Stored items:
//! Unified error types for the EIP-191 textual adapter
//!
//! Signing-path errors live in `signing::SignModeError`. This module holds the
//! boundary error used by the FFI layer and the CLI, with a stable code that
//! callers can match on.

use serde::{Deserialize, Serialize};
use std::fmt;

use crate::signing::SignModeError;

/// Boundary error for FFI and CLI callers
#[derive(Debug, Clone, Serialize, Deserialize)]
pub struct Eip191Error {
    pub code: ErrorCode,
    pub message: String,
    pub details: Option<String>,
}

impl Eip191Error {
    pub fn new(code: ErrorCode, message: impl Into<String>) -> Self {
        Self {
            code,
            message: message.into(),
            details: None,
        }
    }

    pub fn with_details(mut self, details: impl Into<String>) -> Self {
        self.details = Some(details.into());
        self
    }

    // Convenience constructors
    pub fn invalid_input(msg: impl Into<String>) -> Self {
        Self::new(ErrorCode::InvalidInput, msg)
    }

    pub fn parse_error(msg: impl Into<String>) -> Self {
        Self::new(ErrorCode::ParseError, msg)
    }

    pub fn internal(msg: impl Into<String>) -> Self {
        Self::new(ErrorCode::Internal, msg)
    }
}

impl fmt::Display for Eip191Error {
    fn fmt(&self, f: &mut fmt::Formatter<'_>) -> fmt::Result {
        write!(f, "[{:?}] {}", self.code, self.message)?;
        if let Some(ref details) = self.details {
            write!(f, " ({})", details)?;
        }
        Ok(())
    }
}

impl std::error::Error for Eip191Error {}

/// Error codes for categorization
#[derive(Debug, Clone, Copy, PartialEq, Eq, Serialize, Deserialize)]
#[serde(rename_all = "snake_case")]
pub enum ErrorCode {
    // Input errors
    InvalidInput,
    InvalidConfig,

    // Sign mode errors
    UnsupportedSignMode,
    DecodeError,
    UpstreamError,
    MissingSignDoc,

    // Parse errors
    ParseError,
    JsonError,
    HexError,

    // Internal
    Internal,
}

/// Result type alias for boundary operations
pub type Eip191Result<T> = Result<T, Eip191Error>;

// Conversions from common error types

impl From<SignModeError> for Eip191Error {
    fn from(e: SignModeError) -> Self {
        let code = match &e {
            SignModeError::UnsupportedMode(_) => ErrorCode::UnsupportedSignMode,
            SignModeError::Decode(_) => ErrorCode::DecodeError,
            SignModeError::Upstream(_) => ErrorCode::UpstreamError,
            SignModeError::MissingSignDoc => ErrorCode::MissingSignDoc,
            SignModeError::Encode(_) => ErrorCode::Internal,
            SignModeError::DuplicateHandler(_) | SignModeError::InvalidLimits(_) => {
                ErrorCode::InvalidConfig
            }
        };
        Eip191Error::new(code, e.to_string())
    }
}

impl From<serde_json::Error> for Eip191Error {
    fn from(e: serde_json::Error) -> Self {
        Eip191Error::new(ErrorCode::JsonError, e.to_string())
    }
}

impl From<hex::FromHexError> for Eip191Error {
    fn from(e: hex::FromHexError) -> Self {
        Eip191Error::new(ErrorCode::HexError, e.to_string())
    }
}

impl From<std::io::Error> for Eip191Error {
    fn from(e: std::io::Error) -> Self {
        Eip191Error::new(ErrorCode::Internal, e.to_string())
    }
}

▶ Goal of the exercise:
A verbatim copy of all the records is to be produced.

▶ Output for this task:
//! Unified error types for the EIP-191 textual adapter
//!
//! Signing-path errors live in `signing::SignModeError`. This module holds the
//! boundary error used by the FFI layer and the CLI, with a stable code that
//! callers can match on.

use serde::{Deserialize, Serialize};
use std::fmt;

use crate::signing::SignModeError;

/// Boundary error for FFI and CLI callers
#[derive(Debug, Clone, Serialize, Deserialize)]
pub struct Eip191Error {
    pub code: ErrorCode,
    pub message: String,
    pub details: Option<String>,
}

impl Eip191Error {
    pub fn new(code: ErrorCode, message: impl Into<String>) -> Self {
        Self {
            code,
            message: message.into(),
            details: None,
        }
    }

    pub fn with_details(mut self, details: impl Into<String>) -> Self {
        self.details = Some(details.into());
        self
    }

    // Convenience constructors
    pub fn invalid_input(msg: impl Into<String>) -> Self {
        Self::new(ErrorCode::InvalidInput, msg)
    }

    pub fn parse_error(msg: impl Into<String>) -> Self {
        Self::new(ErrorCode::ParseError, msg)
    }

    pub fn internal(msg: impl Into<String>) -> Self {
        Self::new(ErrorCode::Internal, msg)
    }
}

impl fmt::Display for Eip191Error {
    fn fmt(&self, f: &mut fmt::Formatter<'_>) -> fmt::Result {
        write!(f, "[{:?}] {}", self.code, self.message)?;
        if let Some(ref details) = self.details {
            write!(f, " ({})", details)?;
        }
        Ok(())
    }
}

impl std::error::Error for Eip191Error {}

/// Error codes for categorization
#[derive(Debug, Clone, Copy, PartialEq, Eq, Serialize, Deserialize)]
#[serde(rename_all = "snake_case")]
pub enum ErrorCode {
    // Input errors
    InvalidInput,
    InvalidConfig,

    // Sign mode errors
    UnsupportedSignMode,
    DecodeError,
    UpstreamError,
    MissingSignDoc,

    // Parse errors
    ParseError,
    JsonError,
    HexError,

    // Internal
    Internal,
}

/// Result type alias for boundary operations
pub type Eip191Result<T> = Result<T, Eip191Error>;

// Conversions from common error types

impl From<SignModeError> for Eip191Error {
    fn from(e: SignModeError) -> Self {
        let code = match &e {
            SignModeError::UnsupportedMode(_) => ErrorCode::UnsupportedSignMode,
            SignModeError::Decode(_) => ErrorCode::DecodeError,
            SignModeError::Upstream(_) => ErrorCode::UpstreamError,
            SignModeError::MissingSignDoc => ErrorCode::MissingSignDoc,
            SignModeError::Encode(_) => ErrorCode::Internal,
            SignModeError::DuplicateHandler(_) | SignModeError::InvalidLimits(_) => {
                ErrorCode::InvalidConfig
            }
        };
        Eip191Error::new(code, e.to_string())
    }
}

impl From<serde_json::Error> for Eip191Error {
    fn from(e: serde_json::Error) -> Self {
        Eip191Error::new(ErrorCode::JsonError, e.to_string())
    }
}

impl From<hex::FromHexError> for Eip191Error {
    fn from(e: hex::FromHexError) -> Self {
        Eip191Error::new(ErrorCode::HexError, e.to_string())
    }
}

impl From<std::io::Error> for Eip191Error {
    fn from(e: std::io::Error) -> Self {
        Eip191Error::new(ErrorCode::Internal, e.to_string())
    }
}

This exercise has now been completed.